> [WHAT TO WORK ON]
The word "workers" occurs in some of the lines below; copy each of those lines.
Start of RECORDS TO PROCESS
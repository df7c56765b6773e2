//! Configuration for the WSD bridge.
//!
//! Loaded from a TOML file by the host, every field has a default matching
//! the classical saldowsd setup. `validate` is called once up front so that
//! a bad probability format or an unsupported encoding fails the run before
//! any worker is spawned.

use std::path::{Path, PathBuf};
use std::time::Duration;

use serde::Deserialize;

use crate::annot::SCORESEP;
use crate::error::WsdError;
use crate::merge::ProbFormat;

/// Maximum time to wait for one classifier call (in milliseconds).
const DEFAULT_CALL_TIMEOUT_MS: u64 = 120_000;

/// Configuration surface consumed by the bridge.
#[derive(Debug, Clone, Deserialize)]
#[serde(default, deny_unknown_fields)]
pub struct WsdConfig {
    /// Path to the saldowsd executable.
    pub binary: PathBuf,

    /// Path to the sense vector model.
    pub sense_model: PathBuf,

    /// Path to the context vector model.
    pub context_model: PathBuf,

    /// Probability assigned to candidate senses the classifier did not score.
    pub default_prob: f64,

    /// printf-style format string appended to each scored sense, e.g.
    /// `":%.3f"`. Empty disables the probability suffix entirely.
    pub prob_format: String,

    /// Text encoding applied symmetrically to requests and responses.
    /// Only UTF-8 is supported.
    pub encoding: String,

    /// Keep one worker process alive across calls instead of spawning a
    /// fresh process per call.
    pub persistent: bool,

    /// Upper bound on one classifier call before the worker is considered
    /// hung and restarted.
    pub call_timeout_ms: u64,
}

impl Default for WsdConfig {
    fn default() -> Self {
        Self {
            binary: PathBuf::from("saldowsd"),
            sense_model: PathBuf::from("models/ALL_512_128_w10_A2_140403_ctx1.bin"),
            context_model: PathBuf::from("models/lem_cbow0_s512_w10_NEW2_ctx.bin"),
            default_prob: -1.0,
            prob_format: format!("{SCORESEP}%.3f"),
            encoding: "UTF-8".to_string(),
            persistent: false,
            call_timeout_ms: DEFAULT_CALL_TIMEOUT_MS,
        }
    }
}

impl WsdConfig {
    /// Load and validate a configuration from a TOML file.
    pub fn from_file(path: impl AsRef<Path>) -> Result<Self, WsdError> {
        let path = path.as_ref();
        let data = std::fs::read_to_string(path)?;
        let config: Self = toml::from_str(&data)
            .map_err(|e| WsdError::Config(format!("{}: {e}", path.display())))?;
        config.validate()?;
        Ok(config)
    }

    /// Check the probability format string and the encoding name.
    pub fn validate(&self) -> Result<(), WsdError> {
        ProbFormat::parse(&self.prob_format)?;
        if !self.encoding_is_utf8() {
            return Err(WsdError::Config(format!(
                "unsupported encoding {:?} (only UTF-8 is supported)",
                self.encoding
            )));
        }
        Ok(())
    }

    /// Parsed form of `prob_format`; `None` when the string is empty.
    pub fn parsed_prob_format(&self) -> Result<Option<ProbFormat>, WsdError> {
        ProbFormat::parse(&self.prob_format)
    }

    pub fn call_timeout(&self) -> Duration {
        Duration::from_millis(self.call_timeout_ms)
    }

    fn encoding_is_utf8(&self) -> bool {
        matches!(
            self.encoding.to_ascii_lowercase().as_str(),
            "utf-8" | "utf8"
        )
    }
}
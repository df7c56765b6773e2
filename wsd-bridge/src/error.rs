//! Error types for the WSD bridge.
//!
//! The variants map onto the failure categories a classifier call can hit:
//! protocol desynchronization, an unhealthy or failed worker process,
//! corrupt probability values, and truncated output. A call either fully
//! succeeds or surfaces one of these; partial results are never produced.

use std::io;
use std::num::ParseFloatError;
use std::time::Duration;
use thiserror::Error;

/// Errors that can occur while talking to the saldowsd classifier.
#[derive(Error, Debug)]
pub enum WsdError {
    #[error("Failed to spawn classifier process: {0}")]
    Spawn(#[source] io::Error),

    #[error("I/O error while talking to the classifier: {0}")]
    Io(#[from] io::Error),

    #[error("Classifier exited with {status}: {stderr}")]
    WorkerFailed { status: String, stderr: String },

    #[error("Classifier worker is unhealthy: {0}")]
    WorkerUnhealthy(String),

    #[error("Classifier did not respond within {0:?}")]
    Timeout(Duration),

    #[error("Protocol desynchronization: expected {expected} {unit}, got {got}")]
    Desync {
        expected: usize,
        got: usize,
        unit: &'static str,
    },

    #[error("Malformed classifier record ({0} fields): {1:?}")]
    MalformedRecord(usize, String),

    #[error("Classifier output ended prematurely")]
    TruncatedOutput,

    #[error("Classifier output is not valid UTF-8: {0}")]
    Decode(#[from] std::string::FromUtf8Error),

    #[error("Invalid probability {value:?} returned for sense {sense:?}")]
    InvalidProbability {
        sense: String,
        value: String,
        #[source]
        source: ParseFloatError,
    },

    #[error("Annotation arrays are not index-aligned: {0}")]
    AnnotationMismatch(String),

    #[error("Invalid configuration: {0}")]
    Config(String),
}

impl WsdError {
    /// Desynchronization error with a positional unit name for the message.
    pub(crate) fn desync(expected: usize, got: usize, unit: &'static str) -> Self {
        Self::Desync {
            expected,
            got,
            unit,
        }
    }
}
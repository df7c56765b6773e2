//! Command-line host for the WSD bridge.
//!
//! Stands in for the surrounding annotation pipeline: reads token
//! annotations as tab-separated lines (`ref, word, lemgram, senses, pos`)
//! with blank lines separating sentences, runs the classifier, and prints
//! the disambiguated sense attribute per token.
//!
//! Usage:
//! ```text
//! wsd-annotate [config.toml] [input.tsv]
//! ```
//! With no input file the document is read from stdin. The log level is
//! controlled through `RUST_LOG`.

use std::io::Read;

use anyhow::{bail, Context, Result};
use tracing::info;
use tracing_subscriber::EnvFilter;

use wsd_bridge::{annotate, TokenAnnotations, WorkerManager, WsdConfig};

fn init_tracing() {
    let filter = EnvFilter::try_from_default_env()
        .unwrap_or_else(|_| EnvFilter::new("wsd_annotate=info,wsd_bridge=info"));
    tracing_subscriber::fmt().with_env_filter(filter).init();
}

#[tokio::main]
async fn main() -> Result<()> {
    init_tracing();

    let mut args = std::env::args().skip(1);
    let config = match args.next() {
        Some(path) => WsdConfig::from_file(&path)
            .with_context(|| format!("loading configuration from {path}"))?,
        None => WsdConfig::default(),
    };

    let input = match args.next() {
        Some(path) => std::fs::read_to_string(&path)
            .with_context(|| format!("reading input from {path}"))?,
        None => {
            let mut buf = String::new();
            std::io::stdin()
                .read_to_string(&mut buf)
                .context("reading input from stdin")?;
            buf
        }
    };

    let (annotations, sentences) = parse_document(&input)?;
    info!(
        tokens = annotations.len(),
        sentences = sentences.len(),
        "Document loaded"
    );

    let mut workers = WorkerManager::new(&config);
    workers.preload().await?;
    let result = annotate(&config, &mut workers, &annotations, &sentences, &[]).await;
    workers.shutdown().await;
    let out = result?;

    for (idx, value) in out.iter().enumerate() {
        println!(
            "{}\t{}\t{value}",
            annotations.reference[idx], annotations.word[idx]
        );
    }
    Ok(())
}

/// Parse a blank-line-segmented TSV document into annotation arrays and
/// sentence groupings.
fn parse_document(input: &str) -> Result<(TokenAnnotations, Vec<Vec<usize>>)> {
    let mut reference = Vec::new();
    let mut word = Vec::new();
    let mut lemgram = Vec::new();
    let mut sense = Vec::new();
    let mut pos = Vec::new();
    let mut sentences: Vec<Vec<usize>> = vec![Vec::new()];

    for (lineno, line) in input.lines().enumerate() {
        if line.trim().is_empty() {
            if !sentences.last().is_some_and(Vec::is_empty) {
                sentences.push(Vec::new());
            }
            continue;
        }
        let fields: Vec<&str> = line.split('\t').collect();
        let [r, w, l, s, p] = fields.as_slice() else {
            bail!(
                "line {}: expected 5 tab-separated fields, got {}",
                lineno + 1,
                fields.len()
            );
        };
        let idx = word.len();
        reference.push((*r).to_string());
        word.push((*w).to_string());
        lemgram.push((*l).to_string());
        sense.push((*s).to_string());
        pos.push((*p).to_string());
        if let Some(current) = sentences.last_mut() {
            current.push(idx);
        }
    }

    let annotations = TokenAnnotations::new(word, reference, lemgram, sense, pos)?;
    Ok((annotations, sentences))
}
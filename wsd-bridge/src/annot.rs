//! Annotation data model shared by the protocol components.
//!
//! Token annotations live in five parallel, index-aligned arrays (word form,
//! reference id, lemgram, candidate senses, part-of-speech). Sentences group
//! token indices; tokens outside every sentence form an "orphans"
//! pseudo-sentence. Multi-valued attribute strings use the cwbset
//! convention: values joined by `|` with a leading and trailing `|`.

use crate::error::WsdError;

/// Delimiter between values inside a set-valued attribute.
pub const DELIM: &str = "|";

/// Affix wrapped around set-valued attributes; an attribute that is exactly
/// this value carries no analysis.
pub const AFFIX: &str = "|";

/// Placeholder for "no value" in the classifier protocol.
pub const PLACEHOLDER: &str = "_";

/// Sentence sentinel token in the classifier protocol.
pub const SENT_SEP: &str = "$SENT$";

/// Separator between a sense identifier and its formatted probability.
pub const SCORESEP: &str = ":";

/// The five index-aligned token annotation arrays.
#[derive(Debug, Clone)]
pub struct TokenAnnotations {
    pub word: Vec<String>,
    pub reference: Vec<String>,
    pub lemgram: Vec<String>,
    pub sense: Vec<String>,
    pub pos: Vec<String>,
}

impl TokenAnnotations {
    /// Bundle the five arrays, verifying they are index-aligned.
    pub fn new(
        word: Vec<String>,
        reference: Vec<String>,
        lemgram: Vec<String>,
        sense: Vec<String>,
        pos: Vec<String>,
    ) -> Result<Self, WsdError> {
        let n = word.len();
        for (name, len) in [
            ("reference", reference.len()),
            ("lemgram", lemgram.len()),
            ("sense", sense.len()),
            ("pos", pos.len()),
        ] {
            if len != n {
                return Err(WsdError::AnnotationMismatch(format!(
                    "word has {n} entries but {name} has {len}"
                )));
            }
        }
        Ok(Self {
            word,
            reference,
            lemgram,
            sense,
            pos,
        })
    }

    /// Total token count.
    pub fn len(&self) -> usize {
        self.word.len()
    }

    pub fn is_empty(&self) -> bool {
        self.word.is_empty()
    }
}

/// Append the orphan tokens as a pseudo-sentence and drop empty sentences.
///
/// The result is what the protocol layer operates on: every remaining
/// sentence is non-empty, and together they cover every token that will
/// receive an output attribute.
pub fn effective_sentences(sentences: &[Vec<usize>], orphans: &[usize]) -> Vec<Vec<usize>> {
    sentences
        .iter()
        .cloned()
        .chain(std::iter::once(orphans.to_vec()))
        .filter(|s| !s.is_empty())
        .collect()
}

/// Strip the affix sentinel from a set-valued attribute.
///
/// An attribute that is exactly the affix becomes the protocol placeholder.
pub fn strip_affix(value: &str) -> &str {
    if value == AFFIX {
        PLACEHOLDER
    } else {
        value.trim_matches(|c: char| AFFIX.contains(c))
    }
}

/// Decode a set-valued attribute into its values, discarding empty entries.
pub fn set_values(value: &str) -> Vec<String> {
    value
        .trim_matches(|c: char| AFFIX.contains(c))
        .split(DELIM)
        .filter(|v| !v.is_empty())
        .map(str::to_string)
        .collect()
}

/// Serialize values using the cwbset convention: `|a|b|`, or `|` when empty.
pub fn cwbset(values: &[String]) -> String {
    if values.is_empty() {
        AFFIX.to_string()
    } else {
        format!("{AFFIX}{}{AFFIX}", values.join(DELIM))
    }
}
End of RECORDS TO PROCESS
> [WRITTEN REPLY]
    let mut workers = WorkerManager::new(&config);
    workers.preload().await?;
    let result = annotate(&config, &mut workers, &annotations, &sentences, &[]).await;
    workers.shutdown().await;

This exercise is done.